Following the amalgamation of the cities the Malvern Town Hall was renamed the Stonnington City Centre and it became the corporate headquarters of the new Stonnington City Council. In 2015, the new Stonnington City Centre, opposite at 311 Glenferrie Road, was opened and the Malvern Town Hall reverted to its original name.

==Geography==

The western part of the city, around South Yarra, Prahran and Windsor, were originally part of the Yarra River flood plain and much of the area was covered by swamps, bogs, and creeks, formed from the run-off from the Malvern Hills to the east. The Albert Park Lake to the west is a remnant of the original flood plain.

The City of Stonnington is bounded by the Yarra River and Gardiners Creek to the north, Warrigal Road to the east, Dandenong Road and Queens Way to the south and Punt Road to the west. Stonnington has numerous tree-lined streets and 126 parks and gardens as well as 27 off-leash parks . Many public reserves occur along the Gardiners Creek valley. The city has some of Melbourne's major shopping precincts in Chapel Street, Glenferrie Road, High Street, Malvern Road and Toorak Road, as well as the Chadstone Shopping Centre. Local sporting venues include Malvern Valley Golf Club, Kooyong Lawn Tennis Club and Harold Holt Memorial Swimming Centre.

==Demographics==
The following demographic information is from the 2011 Census of Population and Housing, Australian Bureau of Statistics.

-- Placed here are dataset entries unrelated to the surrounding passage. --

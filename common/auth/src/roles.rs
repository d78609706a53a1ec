use std::collections::{BTreeSet, HashMap};

pub const ROLE_USER: &str = "USER";
pub const ROLE_ADMIN: &str = "ADMIN";

/// Maps a token subject to the roles granted to it. Implementations can be
/// as simple as an in-memory table or backed by a database query.
///
/// Lookup is infallible: a subject with no grants yields the empty set.
pub trait SubjectRolesResolver: Send + Sync {
    fn roles_for(&self, subject: &str) -> BTreeSet<String>;
}

/// Hard-coded subject-to-roles table. Intended for demos and tests.
#[derive(Debug, Clone, Default)]
pub struct InMemorySubjectRolesResolver {
    grants: HashMap<String, BTreeSet<String>>,
}

impl InMemorySubjectRolesResolver {
    pub fn new() -> Self {
        Self::default()
    }

    pub fn with_role(mut self, subject: impl Into<String>, role: impl Into<String>) -> Self {
        self.grants
            .entry(subject.into())
            .or_default()
            .insert(role.into());
        self
    }
}

impl SubjectRolesResolver for InMemorySubjectRolesResolver {
    fn roles_for(&self, subject: &str) -> BTreeSet<String> {
        self.grants.get(subject).cloned().unwrap_or_default()
    }
}

#[cfg(test)]
mod tests {
    use super::*;

    #[test]
    fn known_subject_returns_granted_roles() {
        let resolver = InMemorySubjectRolesResolver::new()
            .with_role("bob", ROLE_USER)
            .with_role("admin", ROLE_ADMIN)
            .with_role("admin", ROLE_USER);

        assert_eq!(
            resolver.roles_for("admin"),
            BTreeSet::from([ROLE_ADMIN.to_string(), ROLE_USER.to_string()])
        );
    }

    #[test]
    fn unknown_subject_returns_empty_set_not_error() {
        let resolver = InMemorySubjectRolesResolver::new().with_role("bob", ROLE_USER);
        assert!(resolver.roles_for("mallory").is_empty());
    }

    #[test]
    fn duplicate_grants_deduplicate() {
        let resolver = InMemorySubjectRolesResolver::new()
            .with_role("bob", ROLE_USER)
            .with_role("bob", ROLE_USER);
        assert_eq!(resolver.roles_for("bob").len(), 1);
    }
}
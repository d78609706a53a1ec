use std::net::SocketAddr;
use std::sync::Arc;

use anyhow::Context;
use common_auth::{
    AuthenticationPipeline, AuthorityMapper, InMemorySubjectRolesResolver, IssuerConfig,
    IssuerRegistry, SharedSecret, ROLE_ADMIN, ROLE_USER,
};
use resource_service::app::{router, AppState};
use resource_service::config::Settings;
use tokio::net::TcpListener;
use tracing::info;

#[tokio::main]
async fn main() -> anyhow::Result<()> {
    tracing_subscriber::fmt()
        .with_env_filter(std::env::var("RUST_LOG").unwrap_or_else(|_| "info".to_string()))
        .init();

    let settings = Settings::from_env();

    let secret = match &settings.private_secret {
        Some(encoded) => SharedSecret::from_base64(encoded)?,
        None => SharedSecret::generate()?,
    };

    let registry = IssuerRegistry::from_configs(vec![
        IssuerConfig::shared_secret(&settings.private_issuer, secret),
        IssuerConfig::jwks(&settings.oidc_issuer, &settings.oidc_jwks_url),
    ])?;
    info!(
        issuers = ?registry.issuers().collect::<Vec<_>>(),
        "issuer registry built"
    );

    // Demo role table; a deployment would back this with a real store.
    let resolver = InMemorySubjectRolesResolver::new()
        .with_role("bob", ROLE_USER)
        .with_role("admin", ROLE_ADMIN)
        .with_role("dGVzdEBleGFtcGxlLmNvbQ==", ROLE_USER)
        .with_role("YWRtaW5AZXhhbXBsZS5jb20=", ROLE_ADMIN);

    let pipeline =
        AuthenticationPipeline::new(Arc::new(registry), AuthorityMapper::new(Arc::new(resolver)));
    let state = AppState {
        pipeline: Arc::new(pipeline),
    };

    let app = router(state);

    let ip: std::net::IpAddr = settings.host.parse()?;
    let addr = SocketAddr::from((ip, settings.port));
    let listener = TcpListener::bind(addr)
        .await
        .with_context(|| format!("failed to bind {addr}"))?;
    info!(%addr, "resource service listening");
    axum::serve(listener, app).await?;

    Ok(())
}
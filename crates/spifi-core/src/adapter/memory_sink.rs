//! In-memory line sink.

use std::io;

use parking_lot::Mutex;

use crate::port::LineSink;

/// A [`LineSink`] that appends to a vector behind a mutex.
#[derive(Debug, Default)]
pub struct MemorySink {
    lines: Mutex<Vec<String>>,
}

impl MemorySink {
    /// Create an empty sink.
    pub fn new() -> Self {
        Self::default()
    }

    /// Copy of all lines appended so far.
    pub fn lines(&self) -> Vec<String> {
        self.lines.lock().clone()
    }

    /// Number of lines appended so far.
    pub fn len(&self) -> usize {
        self.lines.lock().len()
    }

    /// Whether nothing has been appended.
    pub fn is_empty(&self) -> bool {
        self.lines.lock().is_empty()
    }
}

impl LineSink for MemorySink {
    fn append_line(&self, line: &str) -> io::Result<()> {
        self.lines.lock().push(line.to_owned());
        Ok(())
    }
}
//! The driven port for OUI-to-organization resolution.

use crate::domain::mac::MacAddress;
use crate::error::SpifiError;

/// Resolves the registered organization for a hardware address.
pub trait VendorLookup: Send + Sync {
    /// Look up the organization owning `address`'s OUI.
    ///
    /// Returns `Ok(None)` when the OUI is not registered. Any `Err` is a
    /// failure of the lookup itself.
    fn organization(&self, address: &MacAddress) -> Result<Option<String>, SpifiError>;
}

- Population – Stonnington has a population of 93,145, of which 52% are female. There are 39,105 occupied dwellings in the city.
- Age – The age structure of the population of Stonnington is different from the Greater Melbourne average with a higher percentage of persons aged 25–34 (21.9%) and a lower percentage of children aged under 15 (13.1%).
- Country of birth – Stonnington has a multicultural population with 29% being born overseas. The top five countries of birth are England, India, China, New Zealand and Greece.
- Language spoken – In 27.6% of homes a language other than English is spoken. The top five languages are Greek, Mandarin, Cantonese, Italian, and Hindi.
- Religious affiliation – 20.8% of people stated their religion as Catholic, 27.2% as no religion, 14.9% as Anglican and 5.7% as Eastern Orthodox.
- Weekly income – The median household income is $1,722. Stonnington has a higher household income when compared to the Greater Melbourne median of $1,333.
- Occupation – 57.4% of the populations gave their occupation as Professional or Manager, compared to the Greater Melbourne average of 36.6%.
- Employment – The unemployment rate in Stonnington was 4.4% compared to 5.5% in Greater Melbourne (4.4%).
- Dwellings – Stonnington has a higher proportion of medium or high density dwellings (64%), compared to the Greater Melbourne average of 28%.
- Housing loan repayments – The median monthly housing loan repayment in Stonnington was $2,447, compared to the Greater Melbourne average of $1,800.
- Households renting - 43.4% are renting compared to 27% in Greater Melbourne.

== Council ==

| Party |  | Councillors |
|---|---|---|
|  | Independent | 6 |
|  | Independent Labor | 2 |
|  | Independent Liberal | 1 |
| Total |  | 9 |

| Ward | Party |  |  | Councillor | Notes |
|---|---|---|---|---|---|
| Como |  |  | Independent Labor | Meghan Hopper |  |
| Greville |  |  | Independent | Melina Sehr | Mayor 2003–2004, 2010–2011, 2014–2015, 2024–2026; Deputy Mayor 2020–2023 |
| Hedgeley Dene |  |  | Independent | Sally Davis | Mayor 2002–2003 |
| Malvern Valley |  |  | Independent Labor | Jami Klisaris | Mayor 2016–2017, 2021–2023 |
| Orrong |  |  | Independent | Samantha Choudhury | Deputy Mayor 2025–2026 |
| South Yarra |  |  | Independent | Kate Hely | Mayor 2020–2021 |
| Toorak |  |  | Independent Liberal | Tom Humphries | Deputy Mayor 2024–2025 |
| Tooronga |  |  | Independent | Jamie Bell |  |
| Wattletree |  |  | Independent | Steve Stefanopoulos | Mayor 2017–2020 |

=== Mayors & councillors ===

From 1996 until 2004, the mayor was elected annually for the following 12 months in March. From 2004 the election took place in November or December. There was a truncated transitional term of office from March to November 2004.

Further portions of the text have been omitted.